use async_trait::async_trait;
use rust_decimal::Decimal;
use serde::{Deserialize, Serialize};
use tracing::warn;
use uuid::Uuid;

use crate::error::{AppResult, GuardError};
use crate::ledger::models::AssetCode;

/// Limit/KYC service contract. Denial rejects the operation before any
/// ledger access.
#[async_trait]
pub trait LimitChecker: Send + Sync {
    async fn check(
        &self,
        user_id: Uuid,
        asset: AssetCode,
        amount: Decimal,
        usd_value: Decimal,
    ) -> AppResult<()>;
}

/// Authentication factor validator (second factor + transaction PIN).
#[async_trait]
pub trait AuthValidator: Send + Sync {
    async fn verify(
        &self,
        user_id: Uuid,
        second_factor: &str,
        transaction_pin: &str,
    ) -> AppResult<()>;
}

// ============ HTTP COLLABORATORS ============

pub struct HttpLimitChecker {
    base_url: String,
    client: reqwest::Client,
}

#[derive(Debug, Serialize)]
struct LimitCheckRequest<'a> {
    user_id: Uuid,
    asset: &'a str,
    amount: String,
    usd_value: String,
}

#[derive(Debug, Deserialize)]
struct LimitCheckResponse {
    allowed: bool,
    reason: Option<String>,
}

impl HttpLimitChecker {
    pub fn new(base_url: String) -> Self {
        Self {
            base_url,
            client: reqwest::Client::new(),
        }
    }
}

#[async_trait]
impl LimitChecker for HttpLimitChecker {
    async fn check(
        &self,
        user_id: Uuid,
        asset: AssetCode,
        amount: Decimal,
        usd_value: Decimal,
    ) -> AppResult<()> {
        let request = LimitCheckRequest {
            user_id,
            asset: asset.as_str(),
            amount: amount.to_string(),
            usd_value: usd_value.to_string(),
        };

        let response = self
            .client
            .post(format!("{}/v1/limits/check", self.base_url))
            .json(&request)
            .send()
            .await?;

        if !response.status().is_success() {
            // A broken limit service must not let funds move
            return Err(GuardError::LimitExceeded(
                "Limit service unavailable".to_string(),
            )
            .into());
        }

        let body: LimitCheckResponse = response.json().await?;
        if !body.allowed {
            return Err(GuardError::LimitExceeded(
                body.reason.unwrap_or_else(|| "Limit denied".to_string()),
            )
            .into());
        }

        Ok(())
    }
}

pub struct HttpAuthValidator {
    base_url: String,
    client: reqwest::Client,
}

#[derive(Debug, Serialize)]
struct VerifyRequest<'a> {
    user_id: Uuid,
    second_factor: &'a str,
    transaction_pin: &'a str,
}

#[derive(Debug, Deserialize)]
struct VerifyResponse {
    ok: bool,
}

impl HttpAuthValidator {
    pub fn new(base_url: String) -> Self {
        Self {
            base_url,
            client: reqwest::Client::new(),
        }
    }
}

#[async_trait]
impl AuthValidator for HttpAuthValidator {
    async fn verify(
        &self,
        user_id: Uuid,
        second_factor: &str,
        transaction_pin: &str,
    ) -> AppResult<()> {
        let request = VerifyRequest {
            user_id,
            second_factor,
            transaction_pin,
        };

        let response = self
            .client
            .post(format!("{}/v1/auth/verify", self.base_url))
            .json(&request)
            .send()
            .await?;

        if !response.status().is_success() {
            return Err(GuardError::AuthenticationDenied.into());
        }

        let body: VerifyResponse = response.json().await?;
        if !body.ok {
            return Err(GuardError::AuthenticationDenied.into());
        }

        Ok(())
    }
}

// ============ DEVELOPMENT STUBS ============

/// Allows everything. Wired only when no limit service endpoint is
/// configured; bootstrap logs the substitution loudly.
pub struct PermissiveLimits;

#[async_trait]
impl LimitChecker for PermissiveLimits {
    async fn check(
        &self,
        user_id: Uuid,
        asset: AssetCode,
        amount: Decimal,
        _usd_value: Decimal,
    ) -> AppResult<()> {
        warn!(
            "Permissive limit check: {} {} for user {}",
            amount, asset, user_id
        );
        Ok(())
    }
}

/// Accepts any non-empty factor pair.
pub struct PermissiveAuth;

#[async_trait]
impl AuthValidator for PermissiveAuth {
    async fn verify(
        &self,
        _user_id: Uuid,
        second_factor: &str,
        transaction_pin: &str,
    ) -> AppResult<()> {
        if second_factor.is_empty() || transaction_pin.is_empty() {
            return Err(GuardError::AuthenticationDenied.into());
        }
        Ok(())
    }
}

****

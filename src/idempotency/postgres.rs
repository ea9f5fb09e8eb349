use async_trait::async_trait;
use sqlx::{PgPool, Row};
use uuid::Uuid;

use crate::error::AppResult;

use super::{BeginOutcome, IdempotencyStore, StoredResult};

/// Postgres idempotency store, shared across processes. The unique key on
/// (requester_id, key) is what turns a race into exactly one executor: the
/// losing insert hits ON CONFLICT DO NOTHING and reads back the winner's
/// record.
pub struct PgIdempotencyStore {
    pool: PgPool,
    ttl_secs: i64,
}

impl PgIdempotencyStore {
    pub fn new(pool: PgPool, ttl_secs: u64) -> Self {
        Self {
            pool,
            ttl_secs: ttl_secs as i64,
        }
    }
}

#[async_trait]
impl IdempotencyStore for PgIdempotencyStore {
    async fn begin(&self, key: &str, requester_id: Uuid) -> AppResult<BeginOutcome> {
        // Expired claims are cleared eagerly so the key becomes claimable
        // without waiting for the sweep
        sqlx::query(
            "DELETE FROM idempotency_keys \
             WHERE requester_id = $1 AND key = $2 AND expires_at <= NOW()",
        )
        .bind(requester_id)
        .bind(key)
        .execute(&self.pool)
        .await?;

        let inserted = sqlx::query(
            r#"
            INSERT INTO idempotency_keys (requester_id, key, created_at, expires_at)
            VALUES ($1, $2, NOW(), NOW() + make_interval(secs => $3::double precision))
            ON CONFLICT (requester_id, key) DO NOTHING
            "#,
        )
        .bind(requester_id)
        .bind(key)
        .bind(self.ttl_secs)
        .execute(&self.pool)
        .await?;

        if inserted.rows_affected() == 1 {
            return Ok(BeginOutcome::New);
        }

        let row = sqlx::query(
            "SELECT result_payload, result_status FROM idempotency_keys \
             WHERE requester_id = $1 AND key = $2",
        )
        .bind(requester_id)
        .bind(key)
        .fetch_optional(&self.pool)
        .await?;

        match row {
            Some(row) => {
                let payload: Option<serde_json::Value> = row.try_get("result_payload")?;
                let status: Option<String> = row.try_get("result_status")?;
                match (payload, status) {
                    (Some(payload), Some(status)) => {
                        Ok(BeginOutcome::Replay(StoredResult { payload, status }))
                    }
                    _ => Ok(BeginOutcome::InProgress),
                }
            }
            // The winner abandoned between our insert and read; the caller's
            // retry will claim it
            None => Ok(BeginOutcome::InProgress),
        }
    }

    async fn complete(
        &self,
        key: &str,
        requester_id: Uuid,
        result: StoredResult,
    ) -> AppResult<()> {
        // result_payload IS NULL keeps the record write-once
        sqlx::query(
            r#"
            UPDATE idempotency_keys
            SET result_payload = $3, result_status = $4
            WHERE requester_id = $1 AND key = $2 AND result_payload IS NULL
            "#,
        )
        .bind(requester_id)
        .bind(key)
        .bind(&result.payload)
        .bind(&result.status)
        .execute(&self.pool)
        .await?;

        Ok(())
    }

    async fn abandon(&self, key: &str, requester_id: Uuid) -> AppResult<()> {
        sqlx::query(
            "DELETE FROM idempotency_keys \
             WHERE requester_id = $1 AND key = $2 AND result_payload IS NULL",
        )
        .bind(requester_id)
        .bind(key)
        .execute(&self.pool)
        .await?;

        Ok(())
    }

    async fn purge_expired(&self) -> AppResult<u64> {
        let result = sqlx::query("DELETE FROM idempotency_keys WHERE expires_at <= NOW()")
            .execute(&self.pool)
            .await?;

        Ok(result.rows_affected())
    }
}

****

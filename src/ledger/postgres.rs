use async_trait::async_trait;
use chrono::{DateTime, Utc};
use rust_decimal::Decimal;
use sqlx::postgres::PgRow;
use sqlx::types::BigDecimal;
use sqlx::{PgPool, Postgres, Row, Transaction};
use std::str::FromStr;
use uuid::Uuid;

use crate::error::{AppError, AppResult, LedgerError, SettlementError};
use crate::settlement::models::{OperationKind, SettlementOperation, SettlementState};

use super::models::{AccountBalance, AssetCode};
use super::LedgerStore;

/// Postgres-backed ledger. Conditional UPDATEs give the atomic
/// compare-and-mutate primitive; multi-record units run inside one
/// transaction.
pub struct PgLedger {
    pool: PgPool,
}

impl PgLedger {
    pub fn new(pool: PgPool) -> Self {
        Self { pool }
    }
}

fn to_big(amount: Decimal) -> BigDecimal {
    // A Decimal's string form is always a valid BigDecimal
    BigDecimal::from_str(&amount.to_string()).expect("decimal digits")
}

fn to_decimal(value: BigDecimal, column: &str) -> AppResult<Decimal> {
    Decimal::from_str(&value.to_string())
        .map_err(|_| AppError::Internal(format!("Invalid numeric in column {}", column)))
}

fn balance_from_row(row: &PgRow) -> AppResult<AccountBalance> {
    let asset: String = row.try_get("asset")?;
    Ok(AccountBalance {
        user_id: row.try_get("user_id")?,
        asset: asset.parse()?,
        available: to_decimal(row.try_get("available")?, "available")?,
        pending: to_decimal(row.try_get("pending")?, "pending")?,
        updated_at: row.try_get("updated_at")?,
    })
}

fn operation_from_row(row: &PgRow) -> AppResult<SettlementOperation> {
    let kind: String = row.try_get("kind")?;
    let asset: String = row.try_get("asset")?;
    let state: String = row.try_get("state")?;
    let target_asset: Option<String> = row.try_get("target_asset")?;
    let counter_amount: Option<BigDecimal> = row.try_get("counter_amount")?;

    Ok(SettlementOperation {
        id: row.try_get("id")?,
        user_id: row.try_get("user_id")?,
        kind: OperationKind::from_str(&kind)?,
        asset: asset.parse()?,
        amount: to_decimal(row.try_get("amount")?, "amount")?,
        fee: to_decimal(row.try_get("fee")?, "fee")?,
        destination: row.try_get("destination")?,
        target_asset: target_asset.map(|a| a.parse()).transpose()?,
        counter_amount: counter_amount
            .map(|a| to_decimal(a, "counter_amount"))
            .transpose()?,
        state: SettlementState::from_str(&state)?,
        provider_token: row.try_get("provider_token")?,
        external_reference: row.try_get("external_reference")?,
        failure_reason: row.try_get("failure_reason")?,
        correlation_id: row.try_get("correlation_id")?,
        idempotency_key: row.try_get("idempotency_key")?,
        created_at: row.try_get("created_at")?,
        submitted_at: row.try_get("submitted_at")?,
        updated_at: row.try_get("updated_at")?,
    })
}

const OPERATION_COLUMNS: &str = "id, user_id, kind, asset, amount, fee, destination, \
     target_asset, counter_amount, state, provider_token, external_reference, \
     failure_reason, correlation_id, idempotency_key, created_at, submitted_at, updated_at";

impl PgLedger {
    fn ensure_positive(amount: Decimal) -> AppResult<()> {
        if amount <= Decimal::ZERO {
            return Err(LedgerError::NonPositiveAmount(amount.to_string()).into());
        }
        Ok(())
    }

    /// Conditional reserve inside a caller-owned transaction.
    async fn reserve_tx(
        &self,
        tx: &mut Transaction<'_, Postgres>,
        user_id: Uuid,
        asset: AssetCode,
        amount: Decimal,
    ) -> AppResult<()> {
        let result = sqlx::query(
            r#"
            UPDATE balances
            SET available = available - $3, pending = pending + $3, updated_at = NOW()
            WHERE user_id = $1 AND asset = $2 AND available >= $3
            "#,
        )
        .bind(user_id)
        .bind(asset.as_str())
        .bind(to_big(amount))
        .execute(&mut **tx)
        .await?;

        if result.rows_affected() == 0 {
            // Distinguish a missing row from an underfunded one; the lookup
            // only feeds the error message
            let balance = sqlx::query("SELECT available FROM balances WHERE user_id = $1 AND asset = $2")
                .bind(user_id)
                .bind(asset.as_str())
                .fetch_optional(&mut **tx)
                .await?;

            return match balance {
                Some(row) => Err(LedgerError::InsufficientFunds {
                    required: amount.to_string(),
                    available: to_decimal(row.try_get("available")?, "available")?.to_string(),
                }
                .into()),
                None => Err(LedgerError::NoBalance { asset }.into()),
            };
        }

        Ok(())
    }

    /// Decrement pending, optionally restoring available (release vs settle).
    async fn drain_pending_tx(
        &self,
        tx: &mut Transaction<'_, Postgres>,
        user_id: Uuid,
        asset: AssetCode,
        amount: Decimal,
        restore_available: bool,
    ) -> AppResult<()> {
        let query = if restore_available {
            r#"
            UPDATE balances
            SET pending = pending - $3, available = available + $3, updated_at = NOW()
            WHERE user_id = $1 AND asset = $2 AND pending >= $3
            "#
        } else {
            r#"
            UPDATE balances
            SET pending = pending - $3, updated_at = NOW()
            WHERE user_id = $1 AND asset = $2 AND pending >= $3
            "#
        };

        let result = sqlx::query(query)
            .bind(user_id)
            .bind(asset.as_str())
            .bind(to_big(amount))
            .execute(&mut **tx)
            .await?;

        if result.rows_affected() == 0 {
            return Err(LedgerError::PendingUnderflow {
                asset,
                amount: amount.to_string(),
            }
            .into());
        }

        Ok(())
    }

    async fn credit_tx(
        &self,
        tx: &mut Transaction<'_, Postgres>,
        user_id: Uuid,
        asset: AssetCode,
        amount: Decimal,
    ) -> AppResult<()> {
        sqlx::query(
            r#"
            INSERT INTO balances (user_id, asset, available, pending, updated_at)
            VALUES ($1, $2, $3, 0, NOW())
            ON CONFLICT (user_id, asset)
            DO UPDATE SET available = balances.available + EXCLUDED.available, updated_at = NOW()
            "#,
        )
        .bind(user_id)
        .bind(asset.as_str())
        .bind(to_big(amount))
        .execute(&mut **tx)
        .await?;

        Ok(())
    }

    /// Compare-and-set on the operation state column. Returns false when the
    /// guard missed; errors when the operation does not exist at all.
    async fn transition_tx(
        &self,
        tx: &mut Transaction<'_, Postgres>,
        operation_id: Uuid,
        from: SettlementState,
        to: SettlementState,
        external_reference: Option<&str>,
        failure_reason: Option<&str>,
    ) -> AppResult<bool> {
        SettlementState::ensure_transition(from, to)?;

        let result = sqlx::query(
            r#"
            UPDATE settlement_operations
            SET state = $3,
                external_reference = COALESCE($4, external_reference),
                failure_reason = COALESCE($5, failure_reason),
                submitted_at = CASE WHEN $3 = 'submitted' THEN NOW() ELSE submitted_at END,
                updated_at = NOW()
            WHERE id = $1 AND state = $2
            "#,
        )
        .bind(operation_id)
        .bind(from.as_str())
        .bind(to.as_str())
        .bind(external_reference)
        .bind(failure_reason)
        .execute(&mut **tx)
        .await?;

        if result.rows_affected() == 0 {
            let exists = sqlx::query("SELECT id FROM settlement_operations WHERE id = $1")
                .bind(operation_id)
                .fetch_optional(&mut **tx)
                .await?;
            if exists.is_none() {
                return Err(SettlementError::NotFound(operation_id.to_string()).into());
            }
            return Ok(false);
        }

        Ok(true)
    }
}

****

■ Task objective:
Scan the material above. Return every line containing the string "COALESCE".

■ Output for this task:
                external_reference = COALESCE($4, external_reference),
                failure_reason = COALESCE($5, failure_reason),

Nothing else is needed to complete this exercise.